2.5. Protein separation and sample preparation

Deuterium labeled plasma water was assessed by 2H-acetone exchange method previously described [9]. Cardiac mitochondrial proteins from two rats at each time point pooled together and were separated using one-dimensional gel electrophoresis using gradient gels (Biorad, Hercules, CA, USA) with 4–12% bis-tris gels. Initial protein concentration was measured using Lowry’s method of protein estimation with bovine serum albumin (BSA) as a standard.

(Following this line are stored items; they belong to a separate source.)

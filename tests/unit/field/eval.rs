use super::*;
use crate::field::expr::{BinaryFn, UnaryFn};
use crate::foundation::core::{Rgba, Vec2};
use crate::ir::program::{SlotMeta, TypeTag};

fn store() -> ValueStore {
    let mut v = ValueStore::new(&[
        SlotMeta::new(StorageClass::F64, TypeTag::Number),
        SlotMeta::new(StorageClass::Object, TypeTag::Vec2),
        SlotMeta::new(StorageClass::Object, TypeTag::Color),
        SlotMeta::new(StorageClass::Object, TypeTag::FieldBuffer),
    ]);
    v.write_number(SlotId(0), 2.0).unwrap();
    v.write_object(SlotId(1), ObjectValue::Vec2(Vec2::new(1.0, -1.0)))
        .unwrap();
    v.write_object(SlotId(2), ObjectValue::Color(Rgba::new(1.0, 0.5, 0.25, 1.0)))
        .unwrap();
    v
}

fn id(i: u32) -> FieldExprId {
    FieldExprId(i)
}

#[test]
fn index_normalized_and_signal_broadcast() {
    let values = store();
    let fields = [
        FieldExprIR::Index,
        FieldExprIR::Normalized,
        FieldExprIR::Signal { slot: SlotId(0) },
        FieldExprIR::Binary {
            fun: BinaryFn::Mul,
            a: id(0),
            b: id(2),
        },
    ];
    let ev = FieldEvaluator::new(&fields, &values, 3);
    assert_eq!(ev.eval(id(1)).unwrap().data, vec![0.0, 0.5, 1.0]);
    assert_eq!(ev.eval(id(3)).unwrap().data, vec![0.0, 2.0, 4.0]);

    let single = FieldEvaluator::new(&fields, &values, 1);
    assert_eq!(single.eval(id(1)).unwrap().data, vec![0.0]);
}

#[test]
fn scalars_broadcast_against_vectors() {
    let values = store();
    let fields = [
        FieldExprIR::Signal { slot: SlotId(1) },
        FieldExprIR::Index,
        FieldExprIR::Binary {
            fun: BinaryFn::Add,
            a: id(0),
            b: id(1),
        },
    ];
    let l = FieldEvaluator::new(&fields, &values, 2).eval(id(2)).unwrap();
    assert_eq!(l.components, 2);
    assert_eq!(l.data, vec![1.0, -1.0, 2.0, 0.0]);
}

#[test]
fn mismatched_widths_are_rejected() {
    let values = store();
    let fields = [
        FieldExprIR::Signal { slot: SlotId(1) },
        FieldExprIR::Signal { slot: SlotId(2) },
        FieldExprIR::Binary {
            fun: BinaryFn::Add,
            a: id(0),
            b: id(1),
        },
        FieldExprIR::Vec2 { x: id(0), y: id(0) },
    ];
    let ev = FieldEvaluator::new(&fields, &values, 2);
    assert!(matches!(ev.eval(id(2)), Err(ReelError::Materialize(_))));
    assert!(matches!(ev.eval(id(3)), Err(ReelError::Materialize(_))));
}

#[test]
fn polar_places_points_on_a_circle() {
    let values = store();
    let fields = [
        FieldExprIR::Const { value: 10.0 },
        FieldExprIR::Normalized,
        FieldExprIR::Polar {
            radius: id(0),
            angle: id(1),
        },
    ];
    let l = FieldEvaluator::new(&fields, &values, 3).eval(id(2)).unwrap();
    for p in l.data.chunks(2) {
        assert!((p[0].hypot(p[1]) - 10.0).abs() < 1e-9);
    }
    assert!((l.data[2] + 10.0).abs() < 1e-9);
}

#[test]
fn random_is_deterministic_and_in_range() {
    let values = store();
    let fields = [FieldExprIR::Random { seed: 42 }];
    let a = FieldEvaluator::new(&fields, &values, 64).eval(id(0)).unwrap();
    let b = FieldEvaluator::new(&fields, &values, 64).eval(id(0)).unwrap();
    assert_eq!(a, b);
    assert!(a.data.iter().all(|v| (0.0..1.0).contains(v)));
}

#[test]
fn unary_and_color_packing() {
    let values = store();
    let fields = [
        FieldExprIR::Const { value: -0.25 },
        FieldExprIR::Unary {
            fun: UnaryFn::Abs,
            arg: id(0),
        },
        FieldExprIR::Color {
            r: id(1),
            g: id(1),
            b: id(0),
            a: id(1),
        },
    ];
    let l = FieldEvaluator::new(&fields, &values, 1).eval(id(2)).unwrap();
    assert_eq!(l.components, 4);
    assert_eq!(l.data, vec![0.25, 0.25, -0.25, 0.25]);
}

#[test]
fn unknown_ids_cycles_and_bad_signals_fail() {
    let values = store();
    let cyclic = [FieldExprIR::Unary {
        fun: UnaryFn::Neg,
        arg: id(0),
    }];
    let ev = FieldEvaluator::new(&cyclic, &values, 1);
    assert!(matches!(ev.eval(id(0)), Err(ReelError::Evaluation(_))));
    assert!(matches!(ev.eval(id(9)), Err(ReelError::Contract(_))));

    let unwritten = [FieldExprIR::Signal { slot: SlotId(3) }];
    let ev = FieldEvaluator::new(&unwritten, &values, 1);
    assert!(matches!(ev.eval(id(0)), Err(ReelError::Materialize(_))));
}

#[test]
fn binary_min_max_keep_nan() {
    assert!(BinaryFn::Min.apply(f64::NAN, 0.0).is_nan());
    assert!(BinaryFn::Max.apply(0.0, f64::NAN).is_nan());
    assert_eq!(BinaryFn::Max.apply(-1.0, 2.0), 2.0);
}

Each gel lane was loaded with 20μg of SSM or IFM mitochondrial protein. 1D gel electrophoresis using NuPAGE running buffer (Invitrogen, Grand Island, NY, USA) was carried out for 90 minutes at 130–150V and 20A and further overnight gel staining was performed by incubating the gel with Coomassie brilliant blue dye at 4°C.

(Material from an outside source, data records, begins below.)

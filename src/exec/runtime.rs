use std::any::Any;
use std::fmt;

use crate::exec::probe::ProbeSink;
use crate::foundation::error::ReelResult;
use crate::ir::program::CompiledProgramIR;
use crate::materialize::mesh::{DEFAULT_MESH_CACHE_CAPACITY, MeshStore};
use crate::store::frame_cache::FrameCache;
use crate::store::state::{MigrationReport, StateBuffer};
use crate::store::values::ValueStore;
use crate::time::resolver::{DEFAULT_SCRUB_THRESHOLD_MS, EffectiveTime, TimeState};

/// Options controlling runtime behavior.
#[derive(Clone, Debug, PartialEq, serde::Serialize, serde::Deserialize)]
#[serde(default)]
pub struct RuntimeOpts {
    /// Forward jump (ms) above which a sample counts as a seek.
    pub scrub_threshold_ms: f64,
    /// Maximum number of generated meshes kept across frames.
    pub mesh_cache_capacity: usize,
    /// Log a warning for frames that produced NaN or infinite values.
    pub warn_on_non_finite: bool,
}

impl Default for RuntimeOpts {
    fn default() -> Self {
        Self {
            scrub_threshold_ms: DEFAULT_SCRUB_THRESHOLD_MS,
            mesh_cache_capacity: DEFAULT_MESH_CACHE_CAPACITY,
            warn_on_non_finite: true,
        }
    }
}

impl RuntimeOpts {
    /// Parse options from JSON; missing fields take their defaults.
    pub fn from_json(s: &str) -> ReelResult<Self> {
        Ok(serde_json::from_str(s)?)
    }
}

/// Running tally of non-finite values. Never an error, only a signal for diagnostics.
#[derive(Clone, Copy, Debug, Default, PartialEq, Eq, serde::Serialize)]
pub struct NumericHealth {
    /// NaN scalars seen so far.
    pub nan_count: u64,
    /// Infinite scalars seen so far.
    pub inf_count: u64,
    /// Non-finite buffer components seen so far.
    pub buffer_non_finite: u64,
    /// Frames that produced at least one non-finite value.
    pub frames_with_non_finite: u64,
    /// Whether the most recent frame produced any.
    pub last_frame_non_finite: bool,
}

/// Per-frame execution counters.
#[derive(Clone, Copy, Debug, Default, PartialEq, Eq, serde::Serialize)]
pub struct FrameStats {
    /// Frame these counters describe.
    pub frame_id: u64,
    /// Steps dispatched.
    pub steps_executed: u32,
    /// Field materializations served from the frame cache.
    pub field_cache_hits: u64,
    /// Field materializations evaluated.
    pub field_cache_misses: u64,
    /// Mesh requests served from the mesh store.
    pub mesh_cache_hits: u64,
    /// Meshes generated.
    pub mesh_cache_misses: u64,
    /// Non-finite scalars and buffer components produced.
    pub non_finite: u64,
}

/// All mutable state of a running program.
///
/// Owned by the host and passed by `&mut` to every frame, which makes concurrent or
/// reentrant execution unrepresentable. Every cache lives here.
pub struct RuntimeState {
    pub(crate) frame_id: u64,
    pub(crate) values: ValueStore,
    pub(crate) state: StateBuffer,
    pub(crate) frame_cache: FrameCache,
    pub(crate) mesh_store: MeshStore,
    pub(crate) time_state: TimeState,
    pub(crate) effective_time: EffectiveTime,
    pub(crate) numeric: NumericHealth,
    pub(crate) stats: FrameStats,
    pub(crate) probe: Option<Box<dyn ProbeSink>>,
    pub(crate) last_migration: Option<MigrationReport>,
    pub(crate) opts: RuntimeOpts,
}

impl RuntimeState {
    /// Fresh runtime for `program` at frame 0.
    pub fn new(program: &CompiledProgramIR, opts: RuntimeOpts) -> ReelResult<Self> {
        program.time_model.validate()?;
        Ok(Self {
            frame_id: 0,
            values: ValueStore::new(&program.slot_meta),
            state: StateBuffer::new(&program.state_layout, &program.constants)?,
            frame_cache: FrameCache::new(),
            mesh_store: MeshStore::new(opts.mesh_cache_capacity),
            time_state: TimeState::default(),
            effective_time: EffectiveTime::default(),
            numeric: NumericHealth::default(),
            stats: FrameStats::default(),
            probe: None,
            last_migration: None,
            opts,
        })
    }

    /// Id of the most recently started frame (0 before the first).
    pub fn frame_id(&self) -> u64 {
        self.frame_id
    }

    /// This frame's slot values.
    pub fn values(&self) -> &ValueStore {
        &self.values
    }

    /// Persistent operator state.
    pub fn state(&self) -> &StateBuffer {
        &self.state
    }

    /// Per-frame materialization cache.
    pub fn frame_cache(&self) -> &FrameCache {
        &self.frame_cache
    }

    /// Cross-frame mesh store.
    pub fn mesh_store(&self) -> &MeshStore {
        &self.mesh_store
    }

    /// Time bookkeeping carried between frames.
    pub fn time_state(&self) -> &TimeState {
        &self.time_state
    }

    /// Resolved time of the most recent frame.
    pub fn effective_time(&self) -> &EffectiveTime {
        &self.effective_time
    }

    /// Accumulated non-finite value counts.
    pub fn numeric_health(&self) -> &NumericHealth {
        &self.numeric
    }

    /// Counters of the most recent frame.
    pub fn last_stats(&self) -> &FrameStats {
        &self.stats
    }

    /// State migration outcome of the swap that produced this runtime, if any.
    pub fn last_migration(&self) -> Option<MigrationReport> {
        self.last_migration
    }

    /// Active options.
    pub fn opts(&self) -> &RuntimeOpts {
        &self.opts
    }

    /// Install a probe sink, returning the previous one.
    pub fn set_probe(&mut self, sink: Box<dyn ProbeSink>) -> Option<Box<dyn ProbeSink>> {
        self.probe.replace(sink)
    }

    /// Remove the installed probe sink.
    pub fn take_probe(&mut self) -> Option<Box<dyn ProbeSink>> {
        self.probe.take()
    }

    /// Installed probe sink, if it is a `T`.
    pub fn probe<T: ProbeSink>(&self) -> Option<&T> {
        let sink: &dyn Any = self.probe.as_deref()?;
        sink.downcast_ref::<T>()
    }
}

impl fmt::Debug for RuntimeState {
    fn fmt(&self, f: &mut fmt::Formatter<'_>) -> fmt::Result {
        f.debug_struct("RuntimeState")
            .field("frame_id", &self.frame_id)
            .field("slots", &self.values.len())
            .field("state_cells", &self.state.len())
            .field("meshes", &self.mesh_store.len())
            .field("time_state", &self.time_state)
            .field("probe", &self.probe.is_some())
            .finish_non_exhaustive()
    }
}

#[cfg(test)]
#[path = "../../tests/unit/exec/runtime.rs"]
mod tests;
pub(crate) mod executor;
pub(crate) mod nodes;
pub(crate) mod probe;
pub(crate) mod runtime;
pub(crate) mod swap;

2.6. Proteome dynamic analysis

For the analysis of protein synthesis rates and half-lives, we followed protocol similar to the one in our previous study [9], with minor modifications. Mitochondrial SSM and IFM proteins separated by 1D gel electrophoresis were reduced and alkylated prior to digestion with trypsin (Promega, Madison, WI, USA) at room temperature overnight. To extract the peptides from the digested proteins in gel pieces, 30 μl of 50% acetonitrile with 5% formic acid were combined with polyacrylamide gel and resuspended in 1% acetic acid. Further analysis of samples was carried out by nano-flow LC-MS/MS with a Thermo Acclaim PepMap RSLC C18 nano-column (150mm × 75 μm, 2μm, 100Å) using mobile phase A and B (1% formic acid in water and 0.1% formic acid in acetonitrile respectively). Tandem mass spectrometry was performed on an LTQ Oribtrap Elite mass spectrometer (Thermo Fisher Scientific, Bremen, Germany) in positive ion mode. Each full scan MS at a resolution of 60,000 (at 400 m/z) was followed by 15 Collisionally Induced Dissociation (CID) MS/MS (or MS2) scans. Dynamic exclusion was triggered by 3 consecutive selections within 30 seconds and last for 90 seconds.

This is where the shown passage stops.